Social impact of high incidence of kidney stones: a study of coastal villages in Junagadh (Gujarat)

The study aims at understanding the socioeconomic impacts of prevalence of kidney stones in the region and concludes that the problem incurred high social cost and need immediate attention

This study from the coastal villages of Junagadh, Gujarat by Carewater aims at estimating the prevalence of kidney stones in the region and understand its varied socioeconomic impacts in terms of expenses incurred in treatment, procuring good quality water and loss of wages due to inability to work. In Junagadh district of Saurashtra, intrusion of seawater has increased from 3 to 12 kms during the last three decades and more than 130 thousand hectares (about 15 percent) of the total area of Junagadh has been affected by salinity.

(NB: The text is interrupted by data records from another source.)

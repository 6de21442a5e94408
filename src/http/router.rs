use crate::http::handlers::{ops, payments};
use crate::http::middleware::admin_auth::require_internal_api_key;
use crate::http::middleware::rate_limit::{enforce, RateLimitState};
use crate::AppState;
use axum::middleware::from_fn_with_state;
use axum::routing::{get, post};
use axum::Router;

/// Only the create route is rate limited; the IPN route is called by the processor.
pub fn build_router(
    state: AppState,
    internal_api_key: String,
    rate_limit: Option<RateLimitState>,
) -> Router {
    let mut checkout_routes = Router::new().route("/api/payments/create", post(payments::create_payment));
    if let Some(limit) = rate_limit {
        checkout_routes = checkout_routes.layer(from_fn_with_state(limit, enforce));
    }

    let internal_routes = Router::new()
        .route("/api/payments/:txn_id", get(payments::get_payment))
        .layer(from_fn_with_state(internal_api_key, require_internal_api_key));

    Router::new()
        .route("/health", get(payments::health))
        .route("/ops/readiness", get(ops::readiness))
        .route("/ops/liveness", get(ops::liveness))
        .route("/api/payments/ipn", post(payments::ipn))
        .merge(checkout_routes)
        .merge(internal_routes)
        .with_state(state)
}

Seawater intrusion has changed the water quality in Junagadh, contaminating it with excess salinity and different elements such as chloride, calcium, magnesium and sodium. This has led to prevalence of several health hazards in the region namely kidney stones, hypertension and skin diseases. For example, urologists of Junagadh estimate that about 6 percent of district population suffers from kidney stones. Medical practitioners say that etiology (the study of the causes of diseases) of ailments such as hypertension, skin diseases and kidney stone include many aspects and not just increase in salinity. One of the major reasons for kidney stones, however, is the high concentration of calcium in drinking water.

Based on a discussion with some urologists, five leading symptoms were identified to estimate the prevalence of kidney stones in the five selected study villages of saline area of Mangrol taluka and two control villages from non-saline area of Maliya taluka. A census of these villages revealed that 7.9 percent of the population in fully saline villages and 3.2 percent in non-saline villages had at least one of the five symptoms. The combination of two key symptoms (signifying a definite presence of Kidney stones) was found among 4.4 percent population of the saline villages and 2.0 percent in the non-saline villages.

The average amount of TDS and Calcium found in saline villages was 2,462 mg/litre and 296 mg/litre respectively, far beyond the maximum permissible limits prescribed by ISI (500 mg/litre for TDS and 75 mg/litre for Calcium). The corresponding figures in non-saline villages were 345 mg/litre and 52 mg/litre respectively.

In the saline villages, the average treatment expense incurred by an affected person was Rs 5,790 and average wage loss was Rs 3,520. Also, 80 percent of kidney stone cases have a chance of recurrence, raising the expenses incurred on treatment even further. The study concluded that, given the high social costs incurred, the problem of kidney stones, deserved immediate attention from the concerned authorities.